Rechargeable aqueous zinc batteries are finding their niche in stationary storage applications where safety, cost, scalability, and carbon footprint matter most. However, zinc-ion batteries generally show lower Coulombic (charge) efficiency than state-of-the-art lithium-ion batteries.
Now, researchers at Oregon State University have developed a new electrolyte that raises zinc-based battery charging efficiency to nearly 100%. The research is part of the ongoing global quest for new battery chemistries able to store renewable solar and wind energy on the electric grid for use when the sun isn’t shining and the wind isn’t blowing.
“The breakthrough represents a significant advancement toward making zinc metal batteries more accessible to consumers,” said Xiulei “David” Ji of the OSU College of Science. “These batteries are essential for the installation of additional solar and wind farms. In addition, they offer a secure and efficient solution for home energy storage, as well as energy storage modules for communities that are vulnerable to natural disasters.”
Relying on a metal that’s safe and abundant, zinc-based batteries are energy dense and seen as a possible alternative for grid energy storage to widely used lithium-ion batteries, whose production relies on shrinking supplies of rare metals such as cobalt and nickel. Cobalt and nickel are also toxic and can contaminate ecosystems and water sources if they leach out of landfills. Also, electrolytes in lithium-ion batteries are commonly dissolved in flammable organic solvents that often decompose at high operating voltages. Other safety concerns include dendrites, which resemble tiny trees growing inside a battery.
“Zinc metal batteries are one of the leading candidate technologies for large-scale energy storage,” Ji said. “Our new hybrid electrolyte uses water and an ordinary battery solvent, which is non-flammable, cost-effective, and of low environmental impact. The electrolyte is made of a dissolved mixture of inexpensive chloride salts, with the primary one being zinc chloride.”
He further said the cost of electricity delivered by a storage facility consisting of zinc batteries could only be competitive with fossil-fuel-produced electricity if the battery has a long cycle life of thousands of cycles.

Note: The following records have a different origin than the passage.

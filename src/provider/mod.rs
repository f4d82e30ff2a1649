pub mod data_sources;
pub mod diagnostics;

pub use data_sources::{
    EncryptedSecretDataSource, EncryptedSecretRequest, EncryptedSecretResponse,
    EnvironmentPublicKeyDataSource, EnvironmentPublicKeyRequest, EnvironmentPublicKeyResponse,
};
pub use diagnostics::{Diagnostic, Diagnostics, Severity};

use crate::auth::InstallationTransport;
use crate::client::ApiClient;
use crate::config::{EnvSource, ProviderConfig};
use crate::error::{ConfigError, CredentialError};
use std::sync::Arc;
use tracing::info;

/// Entry point of the provider: turns configuration into shared [`ProviderData`]
pub struct Provider;

impl Provider {
    pub const TYPE_NAME: &'static str = "githubcrypt";

    /// Type names of every data source this provider serves
    pub fn data_sources() -> [&'static str; 2] {
        [
            EnvironmentPublicKeyDataSource::TYPE_NAME,
            EncryptedSecretDataSource::TYPE_NAME,
        ]
    }

    /// Resolve configuration and build the authenticated API client.
    ///
    /// Performs no network calls; the first installation token is fetched lazily
    /// by the first data source read.
    pub fn configure(
        config: &ProviderConfig,
        env: &impl EnvSource,
    ) -> Result<ProviderData, Diagnostics> {
        let resolved = config.resolve(env).map_err(|e| match e {
            ConfigError::Invalid(diags) => diags,
            other => Diagnostics::from(Diagnostic::error(
                "Invalid Provider Configuration",
                other.to_string(),
            )),
        })?;

        let options = resolved.transport_options();
        let transport = InstallationTransport::new(resolved.credentials, options)
            .map_err(credential_diagnostic)?;

        info!(
            "Configured {} provider for owner {} against {}",
            Self::TYPE_NAME,
            resolved.owner,
            transport.api_base_url()
        );

        Ok(ProviderData {
            owner: resolved.owner,
            client: ApiClient::new(Arc::new(transport)),
        })
    }
}

fn credential_diagnostic(err: CredentialError) -> Diagnostics {
    let summary = "Unable to create GitHub App installation client";
    let detail = format!(
        "An unexpected error occurred when creating the GitHub App installation client: {err}"
    );

    let diagnostic = match err {
        CredentialError::InvalidAppId(_) => Diagnostic::attribute_error("app_id", summary, detail),
        CredentialError::InvalidInstallationId(_) => {
            Diagnostic::attribute_error("app_installation_id", summary, detail)
        }
        CredentialError::InvalidPrivateKey(_) => {
            Diagnostic::attribute_error("pem_file", summary, detail)
        }
        CredentialError::HttpClient(_) => Diagnostic::error(summary, detail),
    };

    diagnostic.into()
}

/// Configured provider state handed to each data source.
///
/// Cloning is cheap and shares the installation token cache.
#[derive(Clone)]
pub struct ProviderData {
    owner: String,
    client: ApiClient,
}

impl ProviderData {
    pub fn owner(&self) -> &str {
        &self.owner
    }

    pub fn client(&self) -> &ApiClient {
        &self.client
    }
}
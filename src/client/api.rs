use crate::auth::{github, InstallationTransport};
use crate::error::{AuthError, ClientError};
use crate::security::InputValidator;
use reqwest::StatusCode;
use serde::{Deserialize, Serialize};
use std::sync::Arc;
use tracing::{info, warn};

/// Public key of a repository environment, used to seal secrets for it
#[derive(Debug, Clone, PartialEq, Eq, Serialize)]
pub struct EnvironmentKey {
    pub repository_id: u64,
    pub environment_name: String,
    pub key_id: String,
    pub key_base64: String,
}

/// Body of the environment public key endpoint
#[derive(Deserialize)]
struct PublicKeyResponse {
    key_id: String,
    key: String,
}

/// GitHub API client authenticated as an app installation.
///
/// Cheap to clone; clones share the underlying transport and its token cache.
#[derive(Clone)]
pub struct ApiClient {
    transport: Arc<InstallationTransport>,
    validator: Arc<InputValidator>,
}

impl ApiClient {
    pub fn new(transport: Arc<InstallationTransport>) -> Self {
        Self {
            transport,
            validator: Arc::new(InputValidator::default()),
        }
    }

    pub fn transport(&self) -> &InstallationTransport {
        &self.transport
    }

    /// Fetch the current public key of an environment.
    ///
    /// # Arguments
    /// * `repository_id` - Numeric ID of the repository
    /// * `environment_name` - Name of the environment within that repository
    ///
    /// # Returns
    /// * `Ok(EnvironmentKey)` - Key material and key ID, never cached
    /// * `Err(ClientError::NotFound)` - Repository or environment does not exist
    /// * `Err(ClientError::Auth)` - The installation could not be authorized
    /// * `Err(ClientError::Remote)` - Any other non-success response
    pub async fn fetch_public_key(
        &self,
        repository_id: u64,
        environment_name: &str,
    ) -> Result<EnvironmentKey, ClientError> {
        if repository_id == 0 {
            return Err(ClientError::InvalidInput {
                field: "repository_id".to_string(),
                message: "repository id must be positive".to_string(),
            });
        }

        self.validator
            .validate_environment_name(environment_name)
            .map_err(|e| ClientError::InvalidInput {
                field: "environment".to_string(),
                message: e.to_string(),
            })?;

        let path = format!(
            "/repositories/{}/environments/{}/secrets/public-key",
            repository_id,
            urlencoding::encode(environment_name)
        );

        let response = self.transport.get(&path).await?;
        let status = response.status();

        match status {
            s if s.is_success() => {}
            StatusCode::NOT_FOUND => {
                warn!(
                    "Environment {} not found in repository {}",
                    self.validator.sanitize_log_input(environment_name),
                    repository_id
                );
                return Err(ClientError::NotFound {
                    repository_id,
                    environment: environment_name.to_string(),
                });
            }
            StatusCode::UNAUTHORIZED => {
                let message = github::error_message(response).await;
                warn!("Installation token was not accepted for {}", path);
                return Err(AuthError::Unauthorized {
                    path,
                    status,
                    message,
                }
                .into());
            }
            _ => {
                let message = github::error_message(response).await;
                warn!("GitHub returned status {} for {}", status, path);
                return Err(ClientError::Remote {
                    path,
                    status,
                    message,
                });
            }
        }

        let body: PublicKeyResponse =
            response
                .json()
                .await
                .map_err(|source| ClientError::InvalidResponse {
                    repository_id,
                    source,
                })?;

        info!(
            "Fetched public key {} for environment {} of repository {}",
            body.key_id,
            self.validator.sanitize_log_input(environment_name),
            repository_id
        );

        Ok(EnvironmentKey {
            repository_id,
            environment_name: environment_name.to_string(),
            key_id: body.key_id,
            key_base64: body.key,
        })
    }
}
//! githubcrypt
//!
//! Fetches the public key of a GitHub repository environment while authenticated
//! as a GitHub App installation, and encrypts secrets for it with libsodium
//! compatible sealed boxes so they can live in version control.

pub mod auth;
pub mod client;
pub mod config;
pub mod error;
pub mod provider;
pub mod secrets;
pub mod security;

#[cfg(test)]
#[path = "../test_data/test_helpers.rs"]
pub(crate) mod test_helpers;
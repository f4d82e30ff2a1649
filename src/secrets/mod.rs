pub mod sealed_box;

pub use sealed_box::{
    decode_public_key, seal, seal_bytes, SealRequest, SealedSecret, PUBLIC_KEY_SIZE, SEAL_OVERHEAD,
};
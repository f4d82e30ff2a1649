use serde::Serialize;
use std::fmt;

#[derive(Debug, Clone, Copy, PartialEq, Eq, Serialize)]
#[serde(rename_all = "lowercase")]
pub enum Severity {
    Error,
}

/// A problem reported back to the host, optionally tied to one input attribute
#[derive(Debug, Clone, PartialEq, Eq, Serialize)]
pub struct Diagnostic {
    pub severity: Severity,
    pub summary: String,
    pub detail: String,
    #[serde(skip_serializing_if = "Option::is_none")]
    pub attribute: Option<String>,
}

impl Diagnostic {
    pub fn error(summary: impl Into<String>, detail: impl Into<String>) -> Self {
        Self {
            severity: Severity::Error,
            summary: summary.into(),
            detail: detail.into(),
            attribute: None,
        }
    }

    pub fn attribute_error(
        attribute: impl Into<String>,
        summary: impl Into<String>,
        detail: impl Into<String>,
    ) -> Self {
        Self {
            attribute: Some(attribute.into()),
            ..Self::error(summary, detail)
        }
    }

}

impl fmt::Display for Diagnostic {
    fn fmt(&self, f: &mut fmt::Formatter<'_>) -> fmt::Result {
        let label = match self.severity {
            Severity::Error => "Error",
        };

        write!(f, "{}: {}", label, self.summary)?;
        if let Some(attribute) = &self.attribute {
            write!(f, " (attribute \"{}\")", attribute)?;
        }
        if !self.detail.is_empty() {
            write!(f, "\n  {}", self.detail)?;
        }
        Ok(())
    }
}

/// Ordered collection of diagnostics produced by one operation
#[derive(Debug, Clone, Default, PartialEq, Eq, Serialize)]
#[serde(transparent)]
pub struct Diagnostics(Vec<Diagnostic>);

impl Diagnostics {
    pub fn new() -> Self {
        Self::default()
    }

    pub fn push(&mut self, diagnostic: Diagnostic) {
        self.0.push(diagnostic);
    }

    pub fn add_attribute_error(
        &mut self,
        attribute: impl Into<String>,
        summary: impl Into<String>,
        detail: impl Into<String>,
    ) {
        self.push(Diagnostic::attribute_error(attribute, summary, detail));
    }

    pub fn is_empty(&self) -> bool {
        self.0.is_empty()
    }

    pub fn len(&self) -> usize {
        self.0.len()
    }

    pub fn iter(&self) -> impl Iterator<Item = &Diagnostic> {
        self.0.iter()
    }

    /// Diagnostics attached to the given attribute
    pub fn for_attribute<'a>(&'a self, attribute: &'a str) -> impl Iterator<Item = &'a Diagnostic> {
        self.0
            .iter()
            .filter(move |d| d.attribute.as_deref() == Some(attribute))
    }
}

impl From<Diagnostic> for Diagnostics {
    fn from(diagnostic: Diagnostic) -> Self {
        Self(vec![diagnostic])
    }
}

impl fmt::Display for Diagnostics {
    fn fmt(&self, f: &mut fmt::Formatter<'_>) -> fmt::Result {
        for (i, diagnostic) in self.0.iter().enumerate() {
            if i > 0 {
                writeln!(f)?;
            }
            write!(f, "{}", diagnostic)?;
        }
        Ok(())
    }
}

#[cfg(test)]
mod tests {
    use super::*;

    #[test]
    fn test_for_attribute_filters() {
        let mut diags = Diagnostics::new();
        assert!(diags.is_empty());

        diags.push(Diagnostic::error("Failed to read repository (1) public key", ""));
        diags.add_attribute_error("app_id", "Missing GitHub App ID", "set it");
        assert_eq!(diags.len(), 2);
        assert_eq!(diags.for_attribute("app_id").count(), 1);
        assert_eq!(diags.for_attribute("owner").count(), 0);
    }

    #[test]
    fn test_display() {
        let mut diags = Diagnostics::new();
        diags.add_attribute_error("owner", "Missing GitHub Owner", "Set the `owner` attribute.");
        diags.push(Diagnostic::error("Something else", ""));

        assert_eq!(
            diags.to_string(),
            "Error: Missing GitHub Owner (attribute \"owner\")\n  Set the `owner` attribute.\nError: Something else"
        );
    }

    #[test]
    fn test_serializes_as_list() {
        let diags = Diagnostics::from(Diagnostic::error("boom", "detail"));
        let json = serde_json::to_value(&diags).unwrap();
        assert_eq!(json[0]["severity"], "error");
        assert_eq!(json[0]["summary"], "boom");
        assert!(json[0].get("attribute").is_none());
    }
}
use clap::{Args, Parser};
use githubcrypt::{
    client::OutputFormat,
    config::{ConfigLoader, ProcessEnv, ProviderConfig},
    error::AppError,
    provider::{
        EncryptedSecretDataSource, EncryptedSecretRequest, EnvironmentPublicKeyDataSource,
        EnvironmentPublicKeyRequest, Provider,
    },
    security::SecureString,
};
use std::collections::BTreeMap;
use std::process::ExitCode;
use tracing::info;
use tracing_subscriber::EnvFilter;

#[cfg(test)]
use serial_test::serial;

#[derive(Parser)]
#[command(name = "githubcrypt")]
#[command(about = "Fetch GitHub environment public keys and encrypt secrets for them")]
#[command(version = env!("CARGO_PKG_VERSION"))]
pub enum Cli {
    /// Fetch the public key of a repository environment
    PublicKey {
        /// Numeric ID of the repository
        #[arg(long)]
        repo_id: i64,
        /// Name of the environment within the repository
        #[arg(short, long)]
        environment: String,
        #[command(flatten)]
        provider: ProviderArgs,
        #[command(flatten)]
        output: OutputArgs,
    },
    /// Encrypt a secret with a repository environment public key
    Encrypt {
        /// Base64 public key of the environment
        #[arg(short = 'k', long)]
        public_key: String,
        /// Secret value to encrypt
        #[arg(short, long, env = "GITHUB_SECRET_VALUE", hide_env_values = true)]
        secret: String,
        #[command(flatten)]
        output: OutputArgs,
    },
}

/// Provider settings; unset flags fall back to the config file, then to GITHUB_* variables
#[derive(Args, Default)]
pub struct ProviderArgs {
    /// TOML file with provider settings
    #[arg(short, long)]
    config: Option<String>,
    /// GitHub organization or user owning the app installation
    #[arg(long)]
    owner: Option<String>,
    #[arg(long)]
    app_id: Option<String>,
    #[arg(long)]
    app_installation_id: Option<String>,
    /// PEM content of the GitHub App private key
    #[arg(long, allow_hyphen_values = true)]
    pem_file: Option<String>,
    /// GitHub API base URL, for GitHub Enterprise Server
    #[arg(long)]
    api_url: Option<String>,
    /// Request timeout in seconds
    #[arg(long)]
    request_timeout: Option<u64>,
}

impl ProviderArgs {
    /// Config file (if any) overlaid with command line flags
    fn into_config(self) -> Result<ProviderConfig, AppError> {
        let base = match &self.config {
            Some(path) => ConfigLoader::from_file(path)?,
            None => ProviderConfig::default(),
        };

        Ok(base.merge(ProviderConfig {
            owner: self.owner,
            app_id: self.app_id,
            app_installation_id: self.app_installation_id,
            pem_file: self.pem_file,
            api_base_url: self.api_url,
            request_timeout_secs: self.request_timeout,
        }))
    }
}

#[derive(Args)]
pub struct OutputArgs {
    #[arg(short, long, default_value = "json")]
    format: OutputFormat,
    #[arg(long)]
    prefix: Option<String>,
    #[arg(long)]
    uppercase: bool,
}

impl OutputArgs {
    fn render(&self, values: &BTreeMap<String, String>) -> String {
        self.format
            .format_values(values, self.prefix.as_deref(), self.uppercase)
    }
}

#[tokio::main]
async fn main() -> ExitCode {
    // Logs go to stderr so stdout only carries command output
    tracing_subscriber::fmt()
        .with_writer(std::io::stderr)
        .with_env_filter(
            EnvFilter::try_from_default_env()
                .unwrap_or_else(|_| EnvFilter::new("githubcrypt=info")),
        )
        .init();

    let cli = Cli::parse();

    let result = match cli {
        Cli::PublicKey {
            repo_id,
            environment,
            provider,
            output,
        } => handle_public_key_command(repo_id, environment, provider, output).await,
        Cli::Encrypt {
            public_key,
            secret,
            output,
        } => handle_encrypt_command(public_key, SecureString::new(secret), output),
    };

    match result {
        Ok(rendered) => {
            println!("{rendered}");
            ExitCode::SUCCESS
        }
        Err(e) => {
            report_error(&e);
            ExitCode::FAILURE
        }
    }
}

/// Handle the public-key command
async fn handle_public_key_command(
    repo_id: i64,
    environment: String,
    provider: ProviderArgs,
    output: OutputArgs,
) -> Result<String, AppError> {
    let config = provider.into_config()?;
    let data = Provider::configure(&config, &ProcessEnv).map_err(AppError::Diagnostics)?;

    info!("Fetching public key for repository {}", repo_id);
    let response = EnvironmentPublicKeyDataSource::new(&data)
        .read(&EnvironmentPublicKeyRequest {
            repo_id,
            environment,
        })
        .await
        .map_err(AppError::Diagnostics)?;

    let mut values = BTreeMap::new();
    values.insert("repo_id".to_string(), response.repo_id.to_string());
    values.insert("environment".to_string(), response.environment);
    values.insert("key_id".to_string(), response.key_id);
    values.insert("public_key".to_string(), response.public_key);

    Ok(output.render(&values))
}

/// Handle the encrypt command
fn handle_encrypt_command(
    public_key: String,
    secret: SecureString,
    output: OutputArgs,
) -> Result<String, AppError> {
    let response = EncryptedSecretDataSource::new()
        .read(&EncryptedSecretRequest {
            public_key_base64: public_key,
            secret,
        })
        .map_err(AppError::Diagnostics)?;

    let mut values = BTreeMap::new();
    values.insert(
        "secret_encrypted_base64".to_string(),
        response.secret_encrypted_base64,
    );

    Ok(output.render(&values))
}

fn report_error(error: &AppError) {
    match error {
        AppError::Diagnostics(diags) => {
            for diagnostic in diags.iter() {
                eprintln!("{diagnostic}");
            }
        }
        AppError::Config(e) => eprintln!("Error: {e}"),
    }
}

However, until now, cycle life has been limited by the poor reversibility performance of the zinc anode. Zinc cations in the electrolyte gain electrons and get plated on the anode surface during charging, while the plated anode gives up electrons for the workload by being dissolved into the electrolyte during discharge.
“This zinc plating and dissolution process is often woefully irreversible,” Ji said. “Namely, some electrons used in plating cannot be recouped during discharge. This is a problem in an area known as Coulombic efficiency.”
The new electrolyte developed by Ji and collaborators, including scientists at Massachusetts Institute of Technology, Penn State, and the University of California, Riverside, enabled a Coulombic efficiency of 99.95%.
“The primary challenge with zinc batteries is that zinc reacts with water in the electrolyte to generate hydrogen gas in what is called a hydrogen evolution reaction,” Ji said. “This parasitic reaction causes a short cycle life and is also a potential safety hazard.”
However, the new electrolyte restricts water’s reactivity and nearly shuts down the hydrogen evolution reaction by forming a “passivation layer” on the surface of the anode.
“Also, it is worth noting that the efficiency we measured is under harsh conditions that do not mask any damage caused by the hydrogen evolution reaction,” Ji added. “The breakthrough reported here heralds the near-future commercialization of the zinc metal batteries for large-scale grid storage.”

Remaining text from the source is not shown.